Task
Return the listing below in full, exactly.

Source data
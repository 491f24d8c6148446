use std::path::Path;

use serde::{Deserialize, Serialize};

/// 环境变量前缀，例如 ATTR__SERVER__PORT=9999
const ENV_PREFIX: &str = "ATTR";

/// 静态配置，启动时加载一次
///
/// 优先级：ENV > TOML 文件 > 默认值。每个小节缺省字段单独回落到默认值，
/// 所以 TOML 里只写需要改的键即可。
#[derive(Debug, Clone, Serialize, Deserialize, Default)]
#[serde(default)]
pub struct StaticConfig {
    pub server: ServerConfig,
    pub database: DatabaseConfig,
    pub logging: LoggingConfig,
    pub stats: StatsConfig,
    pub codegen: CodegenConfig,
    pub cors: CorsConfig,
}

impl StaticConfig {
    pub fn load() -> Self {
        Self::load_from("config.toml")
    }

    /// 文件可不存在；解析失败时打印原因并使用默认配置
    ///
    /// 日志系统此时尚未初始化，只能写 stderr
    pub fn load_from(path: &str) -> Self {
        match Self::try_load(path) {
            Ok(config) => {
                if Path::new(path).exists() {
                    eprintln!("[INFO] Configuration loaded from: {}", path);
                }
                config
            }
            Err(e) => {
                eprintln!("[ERROR] Invalid configuration ({}), using defaults", e);
                Self::default()
            }
        }
    }

    fn try_load(path: &str) -> Result<Self, config::ConfigError> {
        use config::{Config, Environment, File};

        Config::builder()
            .add_source(File::with_name(path).required(false))
            .add_source(
                Environment::with_prefix(ENV_PREFIX)
                    .separator("__")
                    .try_parsing(true),
            )
            .build()?
            .try_deserialize()
    }

    /// 写出完整配置（含默认值），供 `config` 子命令生成模板
    pub fn save_to_file<P: AsRef<Path>>(&self, path: P) -> Result<(), Box<dyn std::error::Error>> {
        let path = path.as_ref();
        if let Some(dir) = path.parent().filter(|d| !d.as_os_str().is_empty()) {
            std::fs::create_dir_all(dir)?;
        }
        std::fs::write(path, toml::to_string_pretty(self)?)?;
        Ok(())
    }
}

#[derive(Debug, Clone, Serialize, Deserialize)]
#[serde(default)]
pub struct ServerConfig {
    pub host: String,
    pub port: u16,
    pub cpu_count: usize,
    /// 对外 API 前缀（events / stats）
    pub api_prefix: String,
    /// 追踪链接重定向前缀
    pub redirect_prefix: String,
}

impl Default for ServerConfig {
    fn default() -> Self {
        Self {
            host: "127.0.0.1".to_string(),
            port: 8080,
            cpu_count: num_cpus::get(),
            api_prefix: "/v1".to_string(),
            redirect_prefix: "/r".to_string(),
        }
    }
}

/// 数据库连接，以及只读查询的重试参数
#[derive(Debug, Clone, Serialize, Deserialize)]
#[serde(default)]
pub struct DatabaseConfig {
    pub database_url: String,
    pub pool_size: u32,
    /// 连接 / 获取连接超时（秒），仅 MySQL / PostgreSQL
    pub timeout: u64,
    /// 首次失败后最多再试几次，0 表示不重试
    pub retry_count: u32,
    pub retry_base_delay_ms: u64,
    pub retry_max_delay_ms: u64,
}

impl Default for DatabaseConfig {
    fn default() -> Self {
        Self {
            database_url: "sqlite://attributor.db".to_string(),
            pool_size: 10,
            timeout: 30,
            retry_count: 3,
            retry_base_delay_ms: 100,
            retry_max_delay_ms: 2000,
        }
    }
}

#[derive(Debug, Clone, Serialize, Deserialize)]
#[serde(default)]
pub struct LoggingConfig {
    pub level: String,
    /// text / json
    pub format: String,
    pub file: Option<String>,
    pub max_backups: u32,
    pub enable_rotation: bool,
}

impl Default for LoggingConfig {
    fn default() -> Self {
        Self {
            level: "info".to_string(),
            format: "text".to_string(),
            file: None,
            max_backups: 5,
            enable_rotation: true,
        }
    }
}

#[derive(Debug, Clone, Serialize, Deserialize)]
#[serde(default)]
pub struct StatsConfig {
    pub default_top_limit: u64,
    pub max_top_limit: u64,
    /// CSV 导出每批次行数
    pub export_batch_size: u64,
}

impl Default for StatsConfig {
    fn default() -> Self {
        Self {
            default_top_limit: 10,
            max_top_limit: 100,
            export_batch_size: 1000,
        }
    }
}

#[derive(Debug, Clone, Serialize, Deserialize)]
#[serde(default)]
pub struct CodegenConfig {
    /// 唯一约束冲突时的最大尝试次数
    pub max_attempts: u32,
    pub coupon_length: usize,
    pub short_code_length: usize,
}

impl Default for CodegenConfig {
    fn default() -> Self {
        Self {
            max_attempts: 5,
            coupon_length: 8,
            short_code_length: 6,
        }
    }
}

/// dashboard 前端跨域访问 stats API
#[derive(Debug, Clone, Serialize, Deserialize, Default)]
#[serde(default)]
pub struct CorsConfig {
    pub enabled: bool,
    pub allowed_origins: Vec<String>,
}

Your solution
repository 491f24d8c6148446
use std::path::Path;

use serde::{Deserialize, Serialize};

/// 环境变量前缀，例如 ATTR__SERVER__PORT=9999
const ENV_PREFIX: &str = "ATTR";

/// 静态配置，启动时加载一次
///
/// 优先级：ENV > TOML 文件 > 默认值。每个小节缺省字段单独回落到默认值，
/// 所以 TOML 里只写需要改的键即可。
#[derive(Debug, Clone, Serialize, Deserialize, Default)]
#[serde(default)]
pub struct StaticConfig {
    pub server: ServerConfig,
    pub database: DatabaseConfig,
    pub logging: LoggingConfig,
    pub stats: StatsConfig,
    pub codegen: CodegenConfig,
    pub cors: CorsConfig,
}

impl StaticConfig {
    pub fn load() -> Self {
        Self::load_from("config.toml")
    }

    /// 文件可不存在；解析失败时打印原因并使用默认配置
    ///
    /// 日志系统此时尚未初始化，只能写 stderr
    pub fn load_from(path: &str) -> Self {
        match Self::try_load(path) {
            Ok(config) => {
                if Path::new(path).exists() {
                    eprintln!("[INFO] Configuration loaded from: {}", path);
                }
                config
            }
            Err(e) => {
                eprintln!("[ERROR] Invalid configuration ({}), using defaults", e);
                Self::default()
            }
        }
    }

    fn try_load(path: &str) -> Result<Self, config::ConfigError> {
        use config::{Config, Environment, File};

        Config::builder()
            .add_source(File::with_name(path).required(false))
            .add_source(
                Environment::with_prefix(ENV_PREFIX)
                    .separator("__")
                    .try_parsing(true),
            )
            .build()?
            .try_deserialize()
    }

    /// 写出完整配置（含默认值），供 `config` 子命令生成模板
    pub fn save_to_file<P: AsRef<Path>>(&self, path: P) -> Result<(), Box<dyn std::error::Error>> {
        let path = path.as_ref();
        if let Some(dir) = path.parent().filter(|d| !d.as_os_str().is_empty()) {
            std::fs::create_dir_all(dir)?;
        }
        std::fs::write(path, toml::to_string_pretty(self)?)?;
        Ok(())
    }
}

#[derive(Debug, Clone, Serialize, Deserialize)]
#[serde(default)]
pub struct ServerConfig {
    pub host: String,
    pub port: u16,
    pub cpu_count: usize,
    /// 对外 API 前缀（events / stats）
    pub api_prefix: String,
    /// 追踪链接重定向前缀
    pub redirect_prefix: String,
}

impl Default for ServerConfig {
    fn default() -> Self {
        Self {
            host: "127.0.0.1".to_string(),
            port: 8080,
            cpu_count: num_cpus::get(),
            api_prefix: "/v1".to_string(),
            redirect_prefix: "/r".to_string(),
        }
    }
}

/// 数据库连接，以及只读查询的重试参数
#[derive(Debug, Clone, Serialize, Deserialize)]
#[serde(default)]
pub struct DatabaseConfig {
    pub database_url: String,
    pub pool_size: u32,
    /// 连接 / 获取连接超时（秒），仅 MySQL / PostgreSQL
    pub timeout: u64,
    /// 首次失败后最多再试几次，0 表示不重试
    pub retry_count: u32,
    pub retry_base_delay_ms: u64,
    pub retry_max_delay_ms: u64,
}

impl Default for DatabaseConfig {
    fn default() -> Self {
        Self {
            database_url: "sqlite://attributor.db".to_string(),
            pool_size: 10,
            timeout: 30,
            retry_count: 3,
            retry_base_delay_ms: 100,
            retry_max_delay_ms: 2000,
        }
    }
}

#[derive(Debug, Clone, Serialize, Deserialize)]
#[serde(default)]
pub struct LoggingConfig {
    pub level: String,
    /// text / json
    pub format: String,
    pub file: Option<String>,
    pub max_backups: u32,
    pub enable_rotation: bool,
}

impl Default for LoggingConfig {
    fn default() -> Self {
        Self {
            level: "info".to_string(),
            format: "text".to_string(),
            file: None,
            max_backups: 5,
            enable_rotation: true,
        }
    }
}

#[derive(Debug, Clone, Serialize, Deserialize)]
#[serde(default)]
pub struct StatsConfig {
    pub default_top_limit: u64,
    pub max_top_limit: u64,
    /// CSV 导出每批次行数
    pub export_batch_size: u64,
}

impl Default for StatsConfig {
    fn default() -> Self {
        Self {
            default_top_limit: 10,
            max_top_limit: 100,
            export_batch_size: 1000,
        }
    }
}

#[derive(Debug, Clone, Serialize, Deserialize)]
#[serde(default)]
pub struct CodegenConfig {
    /// 唯一约束冲突时的最大尝试次数
    pub max_attempts: u32,
    pub coupon_length: usize,
    pub short_code_length: usize,
}

impl Default for CodegenConfig {
    fn default() -> Self {
        Self {
            max_attempts: 5,
            coupon_length: 8,
            short_code_length: 6,
        }
    }
}

/// dashboard 前端跨域访问 stats API
#[derive(Debug, Clone, Serialize, Deserialize, Default)]
#[serde(default)]
pub struct CorsConfig {
    pub enabled: bool,
    pub allowed_origins: Vec<String>,
}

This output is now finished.